“Oh, Scuttle, I’m so sorry…” She nuzzled his beak with her nose, closing her eyes. “As soon as I get my father back on his throne, I’ll have way more time to visit.”
Scuttle looked delighted—and a little surprised. “So you’re just gonna…come up now? To the Dry World? To stay? Or visit a lot? I mean, after whatever happens with your dad?”
Ariel paused. Once it was all over, of course she would go back to hanging out with her friends, old and new, in the world beyond the sea. But…how would she do it without the trident? Would her father help her? Even if she successfully rescued him, his views on the matter certainly wouldn’t have improved by years of imprisonment. What if he refused? What if he didn’t let her go?
I’ll just have to find a way on my own.
But…another part of her pointed out, that was how this whole thing started in the first place. Her father had refused to let her go, so she found another way, and it led to him being captured and her losing her voice and Tirulia gaining a tyrant. She squinched her face up at the conflicting thoughts.
Deal with it later, Ariel, she ordered all the voices, wrapping her headscarf tightly around her face and neck once again. She would get the job done first—find her father, defeat Ursula, set everything right. Then she could work on the happily ever afters.
She had just reached the edge of town when Jona wheeled down out of the sky to perch on a rock nearby.
“I was looking for you,” the gull said. “Be careful. There are a lot of shiny buttons walking around. I think you’re a persona non grata here.”
She tried not to look proud of the words she used, but failed badly.
“Shiny button—oh. Soldiers. Yes. That’s why I…Wait, how did you recognize me?”
She had to push the headscarf fully out of her face to see the gull clearly at all.
“I can spot half a sardine carcass sticking out of a flowerpot a quarter mile away,” Jona answered. “I’m a gull.”
Ariel smiled.
She carefully clambered up the rock next to the bird. Climbing things was still a tricky proposition; you hurt if you fell in this world, where everything was heavy and hard and inclined to falling. A very light breeze tickled her forehead as she stood on her tiptoes get a good view of the town…
…which brought with it one of the most revolting odors she had ever smelled. Bodies, rotting flesh. Death and decay in staggering amounts.
She almost fell off the rock.
“Are you all right?” Jona asked politely.
“What is that…horrible…stink…?”
“You mean the gigantic piles of dead fish the humans are leaving on the wharf.”
She had, at least, the good taste to avoid smacking her beak as she spoke.
“Scuttle said…I didn’t think…Why aren’t they being…”—she tried to swallow her nausea; she had to know—“eaten by the humans?”
“Don’t know,” Jona said with a wingy shrug. “But it’s been a very popular development among us and the rats and cats.”
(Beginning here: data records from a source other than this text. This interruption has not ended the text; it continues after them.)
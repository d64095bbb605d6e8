//! Two-level filter pipeline.
//!
//! One generic implementation serves every entity shape: the two-pass
//! semantics are parameterized over a flatten accessor instead of being
//! duplicated per shape.

use super::ActiveFilters;

/// Apply grouped-level predicates, flatten the survivors, then apply
/// variant-level predicates.
///
/// Output preserves flatten order: group order first, within-group order
/// second. No reordering happens at this stage. An empty result is a
/// valid, successful outcome.
pub fn filter_two_level<G, V, F, I>(
    groups: I,
    group_filters: &ActiveFilters<G>,
    flatten: F,
    variant_filters: &ActiveFilters<V>,
) -> Vec<V>
where
    I: IntoIterator<Item = G>,
    F: Fn(G) -> Vec<V>,
{
    groups
        .into_iter()
        .filter(|group| group_filters.matches(group))
        .flat_map(flatten)
        .filter(|variant| variant_filters.matches(variant))
        .collect()
}

/// Single-level pipeline for entity shapes with no grouping.
pub fn filter_flat<V, I>(items: I, filters: &ActiveFilters<V>) -> Vec<V>
where
    I: IntoIterator<Item = V>,
{
    items
        .into_iter()
        .filter(|item| filters.matches(item))
        .collect()
}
Ariel couldn’t see anything from her higher position, and the wind was terrible, so she slipped back down from the rock, stomach still a little rocky itself. You’re a queen. She pulled herself upright as best she could.
“I’m…going to go look into this,” she said, trying not to breathe through her nose. Eric, even her father could wait. She had to find out what was going on to leave her subjects dead and rotting in piles. Jona nodded and launched herself into the air above her.
As she approached the main street Ariel noticed that even the humans who regularly ate fish were covering their faces and noses with cloth; she didn’t stand out in the crowd wearing her headscarf. The stench was overwhelming. Some people looked sour and complained bitterly. Others looked excited and rushed to and fro, mending nets, grabbing friends, chatting and shrieking in glee.
And there, on the docks, just as the gulls had said, every kind of fish was rotting in piles. From the species that humans loved to hunt and eat to the ones that were deadly poisonous. Squid, octopodes, eels, sharks, branzinos, rays, hake, oarfish, at least one small dolphin…they were all represented among the dead, baking and decaying in the sun.
The Queen of the Sea just stood there staring, overwhelmed by horror and sadness.
Finally she began to do the only thing she could for all of them now: she whispered a prayer. Again and again, willing their spirits to find the eternal ocean of heroes, where they could be happy and free forever.